Ever since the first case of Covid-19 was detected in the country on Jan 30, India has steadfastly denied community transmission of the coronavirus. The term refers to a person-to-person spread of an infection where the source is difficult to trace.
India’s denial implies it is capable of tracing the source of every coronavirus infection in the country.
It is a claim dismissed by many who argue the virus has begun spreading among population groups that have little to do with travel or have had no contact with travellers. This denial of community transmission has worrying implications, they add, because India’s limited healthcare resources are being spent trying to trace transmission chains of the virus in areas with community transmission when they should instead be dedicated to isolating and treating those infected.

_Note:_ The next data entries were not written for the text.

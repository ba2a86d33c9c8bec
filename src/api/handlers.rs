//! REST API handlers for warehouse assignment and delivery estimates
//!
//! These handlers use the shared LogisticsService.

use axum::{
    body::Bytes,
    extract::{Multipart, Path, State},
    http::{header, HeaderMap, StatusCode},
    response::IntoResponse,
    Form, Json,
};
use serde::{Deserialize, Serialize};
use std::collections::BTreeMap;
use std::sync::Arc;
use tracing::{error, warn};

use super::service::LogisticsService;
use crate::error::LogisticsError;
use crate::logistics::Shipment;
use crate::models::{PestPrediction, RouteEstimate, WarehouseLocation};
use crate::pests::{allowed_file, UploadKind};
use crate::pipeline::BatchAssignment;

/// Multipart field carrying the inventory CSV
pub const INVENTORY_FIELD: &str = "inventory_file";

// ============================================================================
// Response Types
// ============================================================================

#[derive(Serialize)]
pub struct AssignmentSummary {
    pub rows_in: usize,
    pub rows_matched: usize,
    pub rows_dropped: usize,
    pub threshold: Option<f64>,
    pub counts: BTreeMap<String, usize>,
    pub processed_at: String,
}

#[derive(Serialize)]
pub struct AssignmentResponse {
    pub show_prediction: bool,
    pub warehouses: Vec<WarehouseLocation>,
    pub summary: AssignmentSummary,
}

impl From<BatchAssignment> for AssignmentResponse {
    fn from(b: BatchAssignment) -> Self {
        Self {
            show_prediction: b.show_prediction,
            warehouses: b.warehouses,
            summary: AssignmentSummary {
                rows_in: b.rows_in,
                rows_matched: b.rows_matched,
                rows_dropped: b.rows_dropped,
                threshold: b.threshold,
                counts: b.counts.into_iter().collect(),
                processed_at: b.processed_at.to_rfc3339(),
            },
        }
    }
}

#[derive(Serialize)]
pub struct RemedyResponse {
    pub pest_type: String,
    pub remedy: String,
}

#[derive(Serialize)]
pub struct ClassifyResponse {
    pub prediction: PestPrediction,
    pub remedy: String,
}

#[derive(Serialize)]
pub struct ErrorResponse {
    pub error: String,
}

// ============================================================================
// Request Types
// ============================================================================

#[derive(Deserialize)]
pub struct LogisticsForm {
    pub delivery_district: Option<String>,
    pub product_quantity: Option<String>,
    pub product_weight: Option<String>,
}

// ============================================================================
// Handlers
// ============================================================================

pub type AppState = Arc<LogisticsService>;

type ApiError = (StatusCode, Json<ErrorResponse>);

fn api_error(status: StatusCode, message: impl Into<String>) -> ApiError {
    (status, Json(ErrorResponse { error: message.into() }))
}

impl From<LogisticsError> for (StatusCode, Json<ErrorResponse>) {
    fn from(e: LogisticsError) -> Self {
        let status = match &e {
            LogisticsError::Validation(_) => StatusCode::BAD_REQUEST,
            LogisticsError::Classifier(_) => StatusCode::BAD_GATEWAY,
            _ => StatusCode::INTERNAL_SERVER_ERROR,
        };
        if status.is_server_error() {
            error!("Request failed: {}", e);
        }
        api_error(status, e.to_string())
    }
}

/// GET /api/v1/health
pub async fn health(State(service): State<AppState>) -> impl IntoResponse {
    Json(serde_json::json!({
        "status": "ok",
        "model_loaded": service.has_model(),
    }))
}

/// GET /api/v1/districts
pub async fn get_districts(State(service): State<AppState>) -> Json<Vec<String>> {
    Json(service.districts())
}

/// GET /api/v1/warehouses/candidates
pub async fn get_candidates(
    State(service): State<AppState>,
) -> Result<Json<Vec<WarehouseLocation>>, ApiError> {
    Ok(Json(service.candidates()?))
}

/// POST /api/v1/warehouses/assign (multipart, field `inventory_file`)
pub async fn assign_warehouses(
    State(service): State<AppState>,
    mut multipart: Multipart,
) -> Result<Json<AssignmentResponse>, ApiError> {
    let mut upload: Option<Bytes> = None;

    while let Some(field) = multipart
        .next_field()
        .await
        .map_err(|e| api_error(StatusCode::BAD_REQUEST, e.to_string()))?
    {
        if field.name() != Some(INVENTORY_FIELD) {
            continue;
        }
        let filename = field.file_name().unwrap_or_default().to_string();
        if filename.is_empty() {
            return Err(api_error(StatusCode::BAD_REQUEST, "No selected file"));
        }
        if !allowed_file(&filename, UploadKind::Table) {
            warn!("Rejected inventory upload '{}'", filename);
            return Err(api_error(
                StatusCode::BAD_REQUEST,
                format!("Unsupported file type: {}", filename),
            ));
        }
        let data = field
            .bytes()
            .await
            .map_err(|e| api_error(StatusCode::BAD_REQUEST, e.to_string()))?;
        upload = Some(data);
        break;
    }

    let upload = upload.ok_or_else(|| api_error(StatusCode::BAD_REQUEST, "No file part"))?;
    let result = service.assign_inventory(&upload)?;
    Ok(Json(AssignmentResponse::from(result)))
}

/// POST /api/v1/logistics (form: delivery_district, product_quantity, product_weight)
pub async fn estimate_delivery(
    State(service): State<AppState>,
    Form(form): Form<LogisticsForm>,
) -> Result<Json<RouteEstimate>, ApiError> {
    let district = form
        .delivery_district
        .as_deref()
        .map(str::trim)
        .filter(|d| !d.is_empty())
        .ok_or_else(|| api_error(StatusCode::BAD_REQUEST, "delivery_district is required"))?;

    let shipment = Shipment::parse(
        form.product_quantity.as_deref().unwrap_or("0"),
        form.product_weight.as_deref().unwrap_or("0"),
    )?;

    Ok(Json(service.estimate(district, shipment)?))
}

/// GET /api/v1/pests/:pest/remedy
pub async fn get_remedy(
    State(service): State<AppState>,
    Path(pest): Path<String>,
) -> Json<RemedyResponse> {
    let remedy = service.remedy(&pest).to_string();
    Json(RemedyResponse {
        pest_type: pest,
        remedy,
    })
}

/// POST /api/v1/pests/classify (raw image body)
pub async fn classify_pest(
    State(service): State<AppState>,
    headers: HeaderMap,
    body: Bytes,
) -> Result<Json<ClassifyResponse>, ApiError> {
    if service.classifier().is_none() {
        return Err(api_error(
            StatusCode::SERVICE_UNAVAILABLE,
            "Pest classifier is not configured",
        ));
    }
    if body.is_empty() {
        return Err(api_error(StatusCode::BAD_REQUEST, "No image supplied"));
    }
    let content_type = headers
        .get(header::CONTENT_TYPE)
        .and_then(|v| v.to_str().ok())
        .unwrap_or("application/octet-stream");

    let prediction = service.classify(body.to_vec(), content_type).await?;
    let remedy = service.remedy(&prediction.pest_type).to_string();
    Ok(Json(ClassifyResponse { prediction, remedy }))
}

India currently has the fourth-highest number of Covid-19 cases, trailing the United States, Brazil and Russia, with at least 440,215 cases and more than 14,011 deaths. On Sunday, it registered its biggest single-day spike of 15,372 cases.

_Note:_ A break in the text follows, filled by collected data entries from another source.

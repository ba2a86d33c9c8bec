//! Pest advisory: remedy lookup and the external image classifier client

use std::collections::HashMap;
use std::fs::File;
use std::io::{BufReader, Read};
use std::path::Path;
use std::time::Duration;

use csv::ReaderBuilder;
use tracing::{debug, warn};

use crate::error::{LogisticsError, Result};
use crate::models::{PestPrediction, RemedyRow};

pub const NO_REMEDY: &str = "No specific remedy found for this pest.";

const IMAGE_EXTENSIONS: &[&str] = &["png", "jpg", "jpeg"];
const TABLE_EXTENSIONS: &[&str] = &["csv"];

/// Kind of upload a form field accepts
#[derive(Debug, Clone, Copy, PartialEq, Eq)]
pub enum UploadKind {
    Image,
    Table,
}

/// Check a client-supplied filename against the allowed extensions
pub fn allowed_file(filename: &str, kind: UploadKind) -> bool {
    let Some((stem, ext)) = filename.rsplit_once('.') else {
        return false;
    };
    if stem.is_empty() {
        return false;
    }
    let ext = ext.to_ascii_lowercase();
    let allowed = match kind {
        UploadKind::Image => IMAGE_EXTENSIONS,
        UploadKind::Table => TABLE_EXTENSIONS,
    };
    allowed.contains(&ext.as_str())
}

/// Case-insensitive pest → remedy table
#[derive(Debug, Clone, Default)]
pub struct RemedyBook {
    remedies: HashMap<String, String>,
}

impl RemedyBook {
    pub fn from_csv_reader<R: Read>(reader: R) -> Result<Self> {
        let mut reader = ReaderBuilder::new()
            .has_headers(true)
            .trim(csv::Trim::All)
            .from_reader(reader);

        let mut remedies = HashMap::new();
        for row in reader.deserialize::<RemedyRow>() {
            let row = row?;
            // first row for a pest wins
            remedies.entry(row.pestname.to_lowercase()).or_insert(row.remedy);
        }
        Ok(Self { remedies })
    }

    pub fn load(path: &Path) -> Result<Self> {
        let file = File::open(path)?;
        Self::from_csv_reader(BufReader::new(file))
    }

    pub fn lookup(&self, pest_type: &str) -> &str {
        self.remedies
            .get(&pest_type.to_lowercase())
            .map(String::as_str)
            .unwrap_or(NO_REMEDY)
    }

    pub fn len(&self) -> usize {
        self.remedies.len()
    }

    pub fn is_empty(&self) -> bool {
        self.remedies.is_empty()
    }
}

/// HTTP client for the pest image classification service.
///
/// The service accepts raw image bytes and answers with
/// `{"pest_type": "...", "confidence": 97.4}`.
#[derive(Debug, Clone)]
pub struct PestClassifierClient {
    client: reqwest::Client,
    endpoint: String,
}

impl PestClassifierClient {
    pub fn new(endpoint: impl Into<String>) -> Result<Self> {
        let client = reqwest::Client::builder()
            .timeout(Duration::from_secs(30))
            .build()
            .map_err(|e| LogisticsError::Classifier(e.to_string()))?;
        Ok(Self {
            client,
            endpoint: endpoint.into(),
        })
    }

    pub async fn classify(&self, image: Vec<u8>, content_type: &str) -> Result<PestPrediction> {
        debug!("Classifying {} byte image via {}", image.len(), self.endpoint);
        let response = self
            .client
            .post(&self.endpoint)
            .header(reqwest::header::CONTENT_TYPE, content_type)
            .body(image)
            .send()
            .await
            .map_err(|e| LogisticsError::Classifier(e.to_string()))?;

        if !response.status().is_success() {
            warn!("Classifier returned {}", response.status());
            return Err(LogisticsError::Classifier(format!(
                "classifier returned {}",
                response.status()
            )));
        }

        let prediction: PestPrediction = response
            .json()
            .await
            .map_err(|e| LogisticsError::Classifier(e.to_string()))?;
        if !(0.0..=100.0).contains(&prediction.confidence) {
            return Err(LogisticsError::Classifier(format!(
                "confidence {} outside 0-100",
                prediction.confidence
            )));
        }
        Ok(prediction)
    }
}
//! Batch warehouse assignment
//!
//! Joins an uploaded inventory to district coordinates, builds one distance
//! vector per record against every candidate warehouse, runs the trained
//! scaler and cluster model, and keeps the warehouses that receive a
//! top-quartile share of the assignments.

use std::collections::HashMap;
use std::io::Read;

use chrono::{DateTime, Utc};
use csv::ReaderBuilder;
use ndarray::Array2;
use serde::Serialize;
use tracing::{debug, info};

use crate::districts::DistrictRegistry;
use crate::error::{LogisticsError, Result};
use crate::geo::{distance_km, GeoPoint};
use crate::model::{ClusterModel, Matrix, Scaler};
use crate::models::{InventoryRecord, WarehouseLocation};
use crate::stats::quantile_linear;

/// Column every inventory upload must carry
pub const DISTRICT_COLUMN: &str = "District";

/// Assignment-count quantile a warehouse must reach to be significant
pub const SIGNIFICANCE_QUANTILE: f64 = 0.75;

/// Below this many distinct assigned warehouses the quantile cut is skipped
/// and every assigned warehouse is significant.
pub const MIN_WAREHOUSES_FOR_QUANTILE: usize = 4;

/// Outcome of one batch run
#[derive(Debug, Clone, Serialize)]
pub struct BatchAssignment {
    /// Set whenever the pipeline ran, including on an empty join
    pub show_prediction: bool,
    pub warehouses: Vec<WarehouseLocation>,
    pub rows_in: usize,
    pub rows_matched: usize,
    pub rows_dropped: usize,
    /// Optimal warehouse per matched row, in input order
    pub assignments: Vec<String>,
    /// Assignment count per warehouse, most assigned first
    pub counts: Vec<(String, usize)>,
    pub threshold: Option<f64>,
    pub processed_at: DateTime<Utc>,
}

impl BatchAssignment {
    pub fn significant_names(&self) -> Vec<&str> {
        self.warehouses.iter().map(|w| w.district.as_str()).collect()
    }
}

/// Parse an inventory table. Only the `District` column is required; other
/// columns are kept as strings.
pub fn read_inventory<R: Read>(reader: R) -> Result<Vec<InventoryRecord>> {
    let mut reader = ReaderBuilder::new()
        .has_headers(true)
        .flexible(true)
        .trim(csv::Trim::All)
        .from_reader(reader);

    let headers = reader.headers()?.clone();
    let district_idx = headers
        .iter()
        .position(|h| h == DISTRICT_COLUMN)
        .ok_or_else(|| {
            LogisticsError::validation(format!(
                "inventory file has no '{}' column",
                DISTRICT_COLUMN
            ))
        })?;

    let mut records = Vec::new();
    for row in reader.records() {
        let row = row?;
        let district = row.get(district_idx).unwrap_or_default().to_string();
        let fields = headers
            .iter()
            .zip(row.iter())
            .enumerate()
            .filter(|(i, _)| *i != district_idx)
            .map(|(_, (h, v))| (h.to_string(), v.to_string()))
            .collect();
        records.push(InventoryRecord { district, fields });
    }

    Ok(records)
}

/// Distances (km) from `origin` to every candidate, in candidate order
pub fn distance_vector(origin: GeoPoint, candidates: &DistrictRegistry) -> Vec<f64> {
    candidates
        .iter()
        .map(|wh| distance_km(origin, wh.location))
        .collect()
}

/// Stack one distance vector per origin into the model's feature matrix
pub fn feature_matrix(origins: &[GeoPoint], candidates: &DistrictRegistry) -> Result<Matrix> {
    let flat: Vec<f64> = origins
        .iter()
        .flat_map(|p| distance_vector(*p, candidates))
        .collect();
    Array2::from_shape_vec((origins.len(), candidates.len()), flat)
        .map_err(|e| LogisticsError::processing(format!("bad feature matrix: {}", e)))
}

/// Count assignments per warehouse: most assigned first, ties in order of
/// first appearance.
pub fn tally(assignments: &[String]) -> Vec<(String, usize)> {
    let mut positions: HashMap<&str, usize> = HashMap::new();
    let mut counts: Vec<(String, usize)> = Vec::new();
    for name in assignments {
        match positions.get(name.as_str()) {
            Some(&i) => counts[i].1 += 1,
            None => {
                positions.insert(name.as_str(), counts.len());
                counts.push((name.clone(), 1));
            }
        }
    }
    // stable sort keeps first-appearance order among equal counts
    counts.sort_by(|a, b| b.1.cmp(&a.1));
    counts
}

/// Select the warehouses whose count reaches the significance threshold.
///
/// Returns the threshold used (absent when nothing was assigned) and the
/// selected names in `counts` order.
pub fn significant_warehouses(counts: &[(String, usize)]) -> (Option<f64>, Vec<String>) {
    if counts.len() < MIN_WAREHOUSES_FOR_QUANTILE {
        let threshold = counts.iter().map(|(_, c)| *c as f64).reduce(f64::min);
        let names = counts.iter().map(|(n, _)| n.clone()).collect();
        return (threshold, names);
    }

    let values: Vec<f64> = counts.iter().map(|(_, c)| *c as f64).collect();
    let threshold = quantile_linear(&values, SIGNIFICANCE_QUANTILE);
    let names = match threshold {
        Some(t) => counts
            .iter()
            .filter(|(_, c)| *c as f64 >= t)
            .map(|(n, _)| n.clone())
            .collect(),
        None => Vec::new(),
    };
    (threshold, names)
}

/// Batch assignment over shared, read-only artifacts
pub struct AssignmentPipeline<'a, S, M> {
    /// Join table: district → coordinates for inventory rows and display
    coordinates: &'a DistrictRegistry,
    /// Candidate warehouses in model feature/cluster order
    candidates: &'a DistrictRegistry,
    scaler: &'a S,
    model: &'a M,
}

impl<'a, S: Scaler, M: ClusterModel> AssignmentPipeline<'a, S, M> {
    pub fn new(
        coordinates: &'a DistrictRegistry,
        candidates: &'a DistrictRegistry,
        scaler: &'a S,
        model: &'a M,
    ) -> Self {
        Self {
            coordinates,
            candidates,
            scaler,
            model,
        }
    }

    pub fn run(&self, records: &[InventoryRecord]) -> Result<BatchAssignment> {
        let rows_in = records.len();

        // Join to coordinates; unresolvable districts are dropped, not errors
        let located: Vec<GeoPoint> = records
            .iter()
            .filter_map(|r| {
                let point = self.coordinates.lookup(&r.district);
                if point.is_none() {
                    debug!("Dropping inventory row with unknown district '{}'", r.district);
                }
                point
            })
            .collect();
        let rows_matched = located.len();
        let rows_dropped = rows_in - rows_matched;

        let assignments = if located.is_empty() {
            Vec::new()
        } else {
            let features = feature_matrix(&located, self.candidates)?;
            let scaled = self.scaler.transform(&features)?;
            let clusters = self.model.predict(&scaled)?;
            if clusters.len() != rows_matched {
                return Err(LogisticsError::processing(format!(
                    "model returned {} labels for {} rows",
                    clusters.len(),
                    rows_matched
                )));
            }
            clusters
                .into_iter()
                .map(|c| {
                    self.candidates
                        .get(c)
                        .map(|wh| wh.name.clone())
                        .ok_or_else(|| {
                            LogisticsError::processing(format!(
                                "cluster {} has no warehouse ({} candidates)",
                                c,
                                self.candidates.len()
                            ))
                        })
                })
                .collect::<Result<Vec<String>>>()?
        };

        let counts = tally(&assignments);
        let (threshold, significant) = significant_warehouses(&counts);

        let warehouses = significant
            .into_iter()
            .filter_map(|name| {
                let point = self
                    .coordinates
                    .lookup(&name)
                    .or_else(|| self.candidates.lookup(&name))?;
                Some(WarehouseLocation {
                    district: name,
                    latitude: point.lat,
                    longitude: point.lon,
                })
            })
            .collect::<Vec<_>>();

        info!(
            "Assigned {} of {} rows ({} dropped) to {} warehouses, {} significant",
            rows_matched,
            rows_in,
            rows_dropped,
            counts.len(),
            warehouses.len()
        );

        Ok(BatchAssignment {
            show_prediction: true,
            warehouses,
            rows_in,
            rows_matched,
            rows_dropped,
            assignments,
            counts,
            threshold,
            processed_at: Utc::now(),
        })
    }
}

But despite a rapidly growing caseload three months since the country’s borders were sealed for incoming travellers, the Indian government maintains there is no community transmission.
“India is such a large country and the prevalence is so low in our country. We have found the prevalence is less than 1 per cent in these small districts,” Dr Balram Bhargava, director-general of the Indian Council of Medical Research (ICMR), told a press conference on June 11.

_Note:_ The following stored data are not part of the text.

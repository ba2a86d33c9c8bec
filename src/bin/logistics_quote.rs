//! Delivery quote for a single shipment
//!
//! Run: ./target/release/logistics_quote <district> --quantity 5 --weight 20

use anyhow::Result;
use clap::Parser;
use farm_logistics::config::{init_tracing, RatesArgs};
use farm_logistics::districts::DistrictRegistry;
use farm_logistics::logistics::{LogisticsEstimator, Shipment};

#[derive(Parser, Debug)]
#[command(name = "logistics_quote")]
#[command(about = "Estimate nearest warehouse, time and cost for one delivery")]
struct Args {
    /// Delivery district (unknown names fall back to Kathmandu)
    district: String,

    /// Number of items
    #[arg(long, default_value = "0")]
    quantity: f64,

    /// Total weight in kg
    #[arg(long, default_value = "0")]
    weight: f64,

    #[command(flatten)]
    rates: RatesArgs,

    /// Print the estimate as JSON
    #[arg(long)]
    json: bool,
}

fn main() -> Result<()> {
    init_tracing();

    let args = Args::parse();
    let registry = DistrictRegistry::nepal();
    let estimator = LogisticsEstimator::new(&registry, (&args.rates).into());

    let estimate = estimator.estimate(&args.district, Shipment::new(args.quantity, args.weight)?)?;

    if args.json {
        println!("{}", serde_json::to_string_pretty(&estimate)?);
        return Ok(());
    }

    let origin = &estimate.route_details.origin;
    let destination = &estimate.route_details.destination;
    let costs = &estimate.cost_breakdown;

    println!();
    println!("  Delivery to:      {}", estimate.delivery_district);
    println!("  Ship from:        {}", estimate.nearest_warehouse);
    println!("  Route:            ({:.4}, {:.4}) → ({:.4}, {:.4})",
             origin.lat, origin.lng, destination.lat, destination.lng);
    println!("  Distance:         {:.2} km", estimate.estimated_distance);
    println!("  Travel time:      {:.2} h", estimate.estimated_time);
    println!("  {}", "─".repeat(40));
    println!("  Distance cost:    {:>12.2}", costs.distance_cost);
    println!("  Weight cost:      {:>12.2}", costs.weight_cost);
    println!("  Quantity cost:    {:>12.2}", costs.quantity_cost);
    println!("  Total:            {:>12.2}", costs.total_cost);
    println!();

    Ok(())
}
//! REST API Server for warehouse assignment and delivery estimates
//!
//! Usage:
//!   ./target/release/api_server [options]
//!
//! Options:
//!   --port PORT            Port to listen on (default: 8080)
//!   --model PATH           Trained model bundle (default: data/warehouse_model.json)
//!   --warehouses PATH      District,Latitude,Longitude join table (default: data/fixed_warehouse.csv)
//!   --remedies PATH        pestname,remedy table (default: data/pest_remedy.csv)
//!   --classifier-url URL   Pest image classifier endpoint (optional)
//!
//! REST endpoints:
//!   GET  /api/v1/health                 - Health check
//!   GET  /api/v1/districts              - District pick-list
//!   GET  /api/v1/warehouses/candidates  - Candidate warehouses
//!   POST /api/v1/warehouses/assign      - Inventory CSV upload → significant warehouses
//!   POST /api/v1/logistics              - Nearest-warehouse delivery estimate
//!   GET  /api/v1/pests/:pest/remedy     - Remedy for a pest
//!   POST /api/v1/pests/classify         - Classify a pest image

use anyhow::Result;
use clap::Parser;
use farm_logistics::api::{create_rest_router, LogisticsService};
use farm_logistics::artifacts::WarehouseArtifacts;
use farm_logistics::config::{init_tracing, ArtifactArgs, RatesArgs};
use farm_logistics::districts::DistrictRegistry;
use farm_logistics::pests::{PestClassifierClient, RemedyBook};
use std::net::SocketAddr;
use std::path::PathBuf;
use std::sync::Arc;

#[derive(Parser, Debug)]
#[command(name = "api_server")]
#[command(about = "REST server for warehouse assignment and delivery estimates")]
struct Args {
    /// Port to listen on
    #[arg(long, default_value = "8080")]
    port: u16,

    #[command(flatten)]
    artifacts: ArtifactArgs,

    /// Pest remedy table
    #[arg(long, default_value = "data/pest_remedy.csv")]
    remedies: PathBuf,

    /// Pest image classifier endpoint
    #[arg(long)]
    classifier_url: Option<String>,

    #[command(flatten)]
    rates: RatesArgs,
}

fn print_banner(port: u16, model_loaded: bool) {
    println!("============================================================");
    println!("         FARM LOGISTICS API SERVER");
    println!("============================================================");
    println!();
    println!("  Port:     {}", port);
    println!("  REST:     http://localhost:{}/api/v1/", port);
    println!("  Model:    {}", if model_loaded { "loaded" } else { "NOT LOADED" });
    println!();
    println!("REST Endpoints:");
    println!("  GET  /api/v1/health                 Health check");
    println!("  GET  /api/v1/districts              Districts");
    println!("  GET  /api/v1/warehouses/candidates  Candidates");
    println!("  POST /api/v1/warehouses/assign      Assign upload");
    println!("  POST /api/v1/logistics              Delivery estimate");
    println!("  GET  /api/v1/pests/:pest/remedy     Pest remedy");
    println!("  POST /api/v1/pests/classify         Classify image");
    println!();
    println!("============================================================");
}

#[tokio::main]
async fn main() -> Result<()> {
    init_tracing();

    let args = Args::parse();

    let mut service = LogisticsService::new(DistrictRegistry::nepal(), (&args.rates).into());

    // Without artifacts the assign endpoints answer 500
    match WarehouseArtifacts::load(&args.artifacts.model, Some(args.artifacts.warehouses.as_path())) {
        Ok(artifacts) => service = service.with_artifacts(artifacts),
        Err(e) => tracing::error!("Warehouse model unavailable: {}", e),
    }

    match RemedyBook::load(&args.remedies) {
        Ok(book) => {
            tracing::info!("Loaded {} pest remedies", book.len());
            service = service.with_remedies(book);
        }
        Err(e) => tracing::warn!("Remedy table {} not loaded: {}", args.remedies.display(), e),
    }

    if let Some(url) = &args.classifier_url {
        service = service.with_classifier(PestClassifierClient::new(url.clone())?);
        tracing::info!("Pest classifier at {}", url);
    }

    print_banner(args.port, service.has_model());

    let app = create_rest_router(Arc::new(service));
    let addr: SocketAddr = format!("0.0.0.0:{}", args.port).parse()?;
    tracing::info!("Starting REST server on {}", addr);

    let listener = tokio::net::TcpListener::bind(addr).await?;
    axum::serve(listener, app).await?;

    Ok(())
}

He was speaking to discuss findings of India’s first sero-survey on the spread of Covid-19 that found a prevalence rate of 0.73 per cent in 83 districts surveyed. A sero-survey is conducted by testing blood serum drawn from a sample of people in a community to detect antibodies.
“In the urban areas, it may be slightly higher. In the containment areas, it may be slightly higher. But… India is not in community transmission,” he added.
The extent of Covid-19’s spread varies greatly across India. While Kerala has managed relatively well in containing the pandemic with discernible transmission chains, Maharashtra, Delhi, Tamil Nadu and Gujarat have seen a worrying rise in the number of cases, with embedded chains of transmission that remain untraceable.
A study conducted in April by some researchers, including those from ICMR, even found that 39.2 per cent of the Covid-19 cases analysed in the country did not report any history of contact with a known case or international travel.
Referring to Delhi, where cases have shot past 62,655, Ms K. Sujatha Rao, a former top bureaucrat of the Ministry of Health and Family Welfare, tweeted yesterday to say not acknowledging community transmission in the city means scarce resources and energies are “being wasted doing half-hearted tracing”.
Delhi’s Minister of Health Satyendar Jain, who is recovering from Covid-19, earlier this month said the source of the disease remains unknown in half of the cases in the city, but added that it was up to the federal government to declare whether the city had entered the community transmission phase.